Calling the price downturn "short cycle," EOG expects its companywide production will reach bottom during the second and third quarters, with 2015 production coming out flat compared with 2014.

"Our returns-focused capital discipline has been at the core of EOG’s culture since the very beginning," Thomas said. "We are confident we will continue to earn healthy returns on our capital program during this commodity down cycle."

EOG’s primary goal for 2015 is to position itself to resume long-term growth once oil prices recover.

Analyst comments

David Zusman, managing partner and chief investment officer of Talara Capital Management, said companies allocated 2015 spending toward their best assets while they find creative ways to work with their creditors and banks this year.

Companies with the greatest asset flexibility will also be the ones most capable of managing their balance sheets during the price downturn, Zusman said, adding the companies most at peril are the ones having the highest debt.

"We think there are many companies that did overleverage themselves and bought property at the fringe of plays," Zusman said. He expects some consequences for those companies later this year. "We would not be surprised if 10-15% of the industry undergoes some very significant restructuring, but this sets up some excellent investment opportunities," he said.

Operators react to downturn

Encana Corp. Chief Executive Officer Doug Suttles said the price collapse could trigger more mergers and acquisitions across the industry.

"The longer this [crude oil price] environment persists, the more likely something will occur," Suttles said of the likelihood of mergers and acquisitions. "Low points in the commodity cycle are usually the most exciting times."

Encana assumes it can reduce costs about 15% overall, Suttles said, adding the company has secured discounts of as much as 50% in some areas following talks with drillers and other contractors.

Suttles plans no job cuts this year because Encana cut its workforce by about 25% during 2014. But he expects the number of employees still will fall because Encana might not to replace all retiring workers.

Noble Energy Inc. and Marathon Oil Corp. executives have said they expect to boost production this year. Apache Corp. expects its 2015 oil production will be flat compared with 2014. Magnum Hunter executives say they are waiting for service costs to come down 40%.

Gary Evans, chief executive officer of Magnum Hunter, noted the company sold most of its South Texas Eagle Ford shale assets and North Dakota Bakken formation assets except for some holdings in Divide County ND.

"Only 10% of Magnum Hunter’s production is oil," he said. "I am very bullish on natural gas long term…. Gas prices have taken a pretty big hit as well…. We will have to deal with cheap gas for a year." Meanwhile, Magnum Hunter started looked for a financial partner to help weather the downturn.

"We are talking to institutions about a $350-500 million joint venture," Hunter said in January. "We will mostly get a drilling carry.
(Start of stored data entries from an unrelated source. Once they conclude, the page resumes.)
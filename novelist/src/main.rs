//! Novel drafting studio TUI.
//!
//! A vim-style terminal interface for drafting a novel with placeholder
//! Muse suggestions.
//!
//! # Headless Mode
//!
//! Run with `--headless` for a line-oriented interface suitable for
//! scripts and automated testing:
//!
//! ```bash
//! cargo run -p novelist -- --headless --data-dir /tmp/draft
//! ```

mod app;
mod events;
mod headless;
mod ui;

use crossterm::{
    event::{self, DisableMouseCapture, EnableMouseCapture},
    execute,
    terminal::{disable_raw_mode, enable_raw_mode, EnterAlternateScreen, LeaveAlternateScreen},
};
use novelist_core::{SessionConfig, StudioSession};
use ratatui::{backend::CrosstermBackend, Terminal};
use std::io::{self, stdout};
use std::time::{Duration, Instant};

use app::App;
use events::{handle_event, EventResult};
use ui::render::render;

#[tokio::main]
async fn main() -> Result<(), Box<dyn std::error::Error>> {
    // Load .env file if present
    dotenvy::dotenv().ok();

    let args: Vec<String> = std::env::args().collect();

    if args.iter().any(|a| a == "--help" || a == "-h") {
        print_help();
        return Ok(());
    }

    let config = build_config(&args);

    if args.iter().any(|a| a == "--headless") {
        tracing_subscriber::fmt()
            .with_env_filter(tracing_subscriber::EnvFilter::from_default_env())
            .init();
        return headless::run_headless(config).await.map_err(|e| e.into());
    }

    // Setup terminal
    enable_raw_mode()?;
    let mut stdout = stdout();
    execute!(stdout, EnterAlternateScreen, EnableMouseCapture)?;
    let backend = CrosstermBackend::new(stdout);
    let mut terminal = Terminal::new(backend)?;

    let session = StudioSession::open(config).await;

    // Run app
    let result = run_app(&mut terminal, App::new(session)).await;

    // Restore terminal
    disable_raw_mode()?;
    execute!(
        terminal.backend_mut(),
        LeaveAlternateScreen,
        DisableMouseCapture
    )?;

    if let Err(e) = result {
        eprintln!("Error: {e}");
    }

    Ok(())
}

/// Assemble the session config from args and environment.
fn build_config(args: &[String]) -> SessionConfig {
    let data_dir = args
        .iter()
        .position(|a| a == "--data-dir")
        .and_then(|i| args.get(i + 1))
        .cloned()
        .or_else(|| std::env::var("NOVELIST_DATA_DIR").ok())
        .unwrap_or_else(|| ".novelist".to_string());

    let mut config = SessionConfig::new(data_dir);
    if let Ok(url) = std::env::var("NOVELIST_CONFIG_URL") {
        config = config.with_remote_config_url(url);
    }
    config
}

async fn run_app<B: ratatui::backend::Backend>(
    terminal: &mut Terminal<B>,
    mut app: App,
) -> io::Result<()> {
    let mut last_autosave = Instant::now();

    loop {
        // Render
        terminal.draw(|f| render(f, &app))?;

        // Process any pending export
        if std::mem::take(&mut app.pending_export) {
            match app.session.export().await {
                Ok(path) => app.set_status(format!("Exported to {}", path.display())),
                Err(e) => app.set_status(format!("Export failed: {e}")),
            }
        }

        // Process any pending suggestion request
        if std::mem::take(&mut app.pending_suggestion) {
            app.set_status("The muse is thinking...");
            terminal.draw(|f| render(f, &app))?;

            match app.session.request_suggestion().await {
                Ok(suggestion) => {
                    app.session.accept_suggestion(&suggestion);
                    app.scroll_to_bottom();
                    app.set_status(format!("Suggestion accepted ({})", suggestion.model));
                }
                Err(e) => app.set_status(format!("Suggestion failed: {e}")),
            }
        }

        // Process any pending cover generation
        if std::mem::take(&mut app.pending_cover) {
            app.set_status("Generating cover...");
            terminal.draw(|f| render(f, &app))?;

            match app.session.generate_cover().await {
                Ok(id) => app.set_status(format!("Cover attached (image {id})")),
                Err(e) => app.set_status(format!("Cover generation failed: {e}")),
            }
        }

        // Periodic timestamp write at the configured fixed interval
        if last_autosave.elapsed() >= app.session.autosave_interval() {
            app.session.touch();
            last_autosave = Instant::now();
        }

        // Poll for events with a timeout so the autosave tick still runs
        if event::poll(Duration::from_millis(100))? {
            let ev = event::read()?;
            if handle_event(&mut app, ev) == EventResult::Quit {
                return Ok(());
            }
        }

        if app.should_quit {
            return Ok(());
        }
    }
}

fn print_help() {
    println!("Novelist - a local-first novel drafting studio");
    println!();
    println!("USAGE:");
    println!("  novelist [OPTIONS]");
    println!();
    println!("OPTIONS:");
    println!("  -h, --help         Show this help message");
    println!("  --headless         Run the line-oriented interface (no TUI)");
    println!("  --data-dir <DIR>   Slot directory (default: .novelist, or NOVELIST_DATA_DIR)");
    println!();
    println!("ENVIRONMENT:");
    println!("  MUSE_API_KEY          API key for the Muse service");
    println!("  NOVELIST_CONFIG_URL   Remote configuration document URL");
    println!("  NOVELIST_DATA_DIR     Default slot directory");
    println!();
    println!("COMMANDS (command mode, press ':'):");
    println!("  :w            save a snapshot        :export       write the text artifact");
    println!("  :q  :q!  :wq  quit                   :suggest      ask the muse to continue");
    println!("  :title <t>    set the title          :cover        generate a cover image");
    println!("  :genre <g>    set the genre          :genres       list selectable genres");
    println!("  :char add <name> [; bio]             :char rm <id>");
    println!("  :notes <text> world notes            :adult on|off adult content toggle");
    println!("  :key <value>  store an API key");
}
We are looking for an investor who is looking for a rate of return and then they go away." He said he hoped a joint venture announcement would be made in March.

Marathon Oil Pres. and Chief Executive Officer Lee M. Tillman said Marathon was focusing on its high-margin, high-return assets this year.
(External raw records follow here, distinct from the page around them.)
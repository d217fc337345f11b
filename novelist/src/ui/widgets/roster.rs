//! Story bible sidebar widget

use ratatui::{
    buffer::Buffer,
    layout::Rect,
    text::{Line, Span},
    widgets::{Block, Borders, Paragraph, Widget, Wrap},
};

use novelist_core::Draft;

use crate::ui::theme::StudioTheme;

/// Sidebar showing characters, images, notes, and content flags
pub struct RosterWidget<'a> {
    draft: &'a Draft,
    theme: &'a StudioTheme,
    focused: bool,
}

impl<'a> RosterWidget<'a> {
    pub fn new(draft: &'a Draft, theme: &'a StudioTheme) -> Self {
        Self {
            draft,
            theme,
            focused: false,
        }
    }

    pub fn focused(mut self, focused: bool) -> Self {
        self.focused = focused;
        self
    }
}

impl Widget for RosterWidget<'_> {
    fn render(self, area: Rect, buf: &mut Buffer) {
        let block = Block::default()
            .title(" Story Bible ")
            .borders(Borders::ALL)
            .border_style(self.theme.border_style(self.focused));

        let inner = block.inner(area);
        block.render(area, buf);

        let mut lines: Vec<Line> = Vec::new();

        lines.push(Line::from(Span::styled(
            "Characters",
            self.theme.title_style(),
        )));
        if self.draft.characters.is_empty() {
            lines.push(Line::from(Span::styled(
                "  none yet (:char add <name>)",
                self.theme.muted_style(),
            )));
        }
        for character in &self.draft.characters {
            lines.push(Line::from(format!(
                "  {} [{}]",
                character.name, character.id
            )));
            if !character.bio.is_empty() {
                let bio = character.bio.lines().next().unwrap_or_default();
                lines.push(Line::from(Span::styled(
                    format!("    {bio}"),
                    self.theme.muted_style(),
                )));
            }
        }

        lines.push(Line::from(""));
        lines.push(Line::from(Span::styled("Images", self.theme.title_style())));
        lines.push(Line::from(format!(
            "  {} attached",
            self.draft.images.len()
        )));
        if let Some(latest) = self.draft.images.last() {
            lines.push(Line::from(Span::styled(
                format!("  latest: {}", latest.name),
                self.theme.muted_style(),
            )));
        }

        lines.push(Line::from(""));
        lines.push(Line::from(Span::styled(
            "World Notes",
            self.theme.title_style(),
        )));
        if self.draft.world_notes.is_empty() {
            lines.push(Line::from(Span::styled(
                "  none yet (:notes <text>)",
                self.theme.muted_style(),
            )));
        } else {
            for line in self.draft.world_notes.lines().take(6) {
                lines.push(Line::from(format!("  {line}")));
            }
        }

        lines.push(Line::from(""));
        let flags = match (self.draft.age_verified, self.draft.adult_content) {
            (true, true) => "adult genres unlocked",
            (true, false) => "age verified",
            _ => "all-ages",
        };
        lines.push(Line::from(Span::styled(
            format!("Content: {flags}"),
            self.theme.muted_style(),
        )));

        Paragraph::new(lines)
            .wrap(Wrap { trim: false })
            .render(inner, buf);
    }
}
"Though our US resource plays generate competitive returns at current pricing, we’re taking action to materially reduce our 2015 capital program relative to 2014 to protect our financial flexibility," he told investors and analysts.

Price downturns underscore the importance of an asset’s subsurface quality, he said, adding Marathon has premier holdings in the Eagle Ford, Bakken, and Oklahoma resource basins.

While awaiting a commodity price recovery, Tillman said he would "pursue all options to expand our margins during this period of uncertainty--capital efficiency, investment high grading, early capture of service cost reductions, expense management, and operational reliability."

During 2015, Marathon plans to evaluate downspacing options, completion designs, and "co-development" possibilities to add to its unconventional reserves, Tillman said.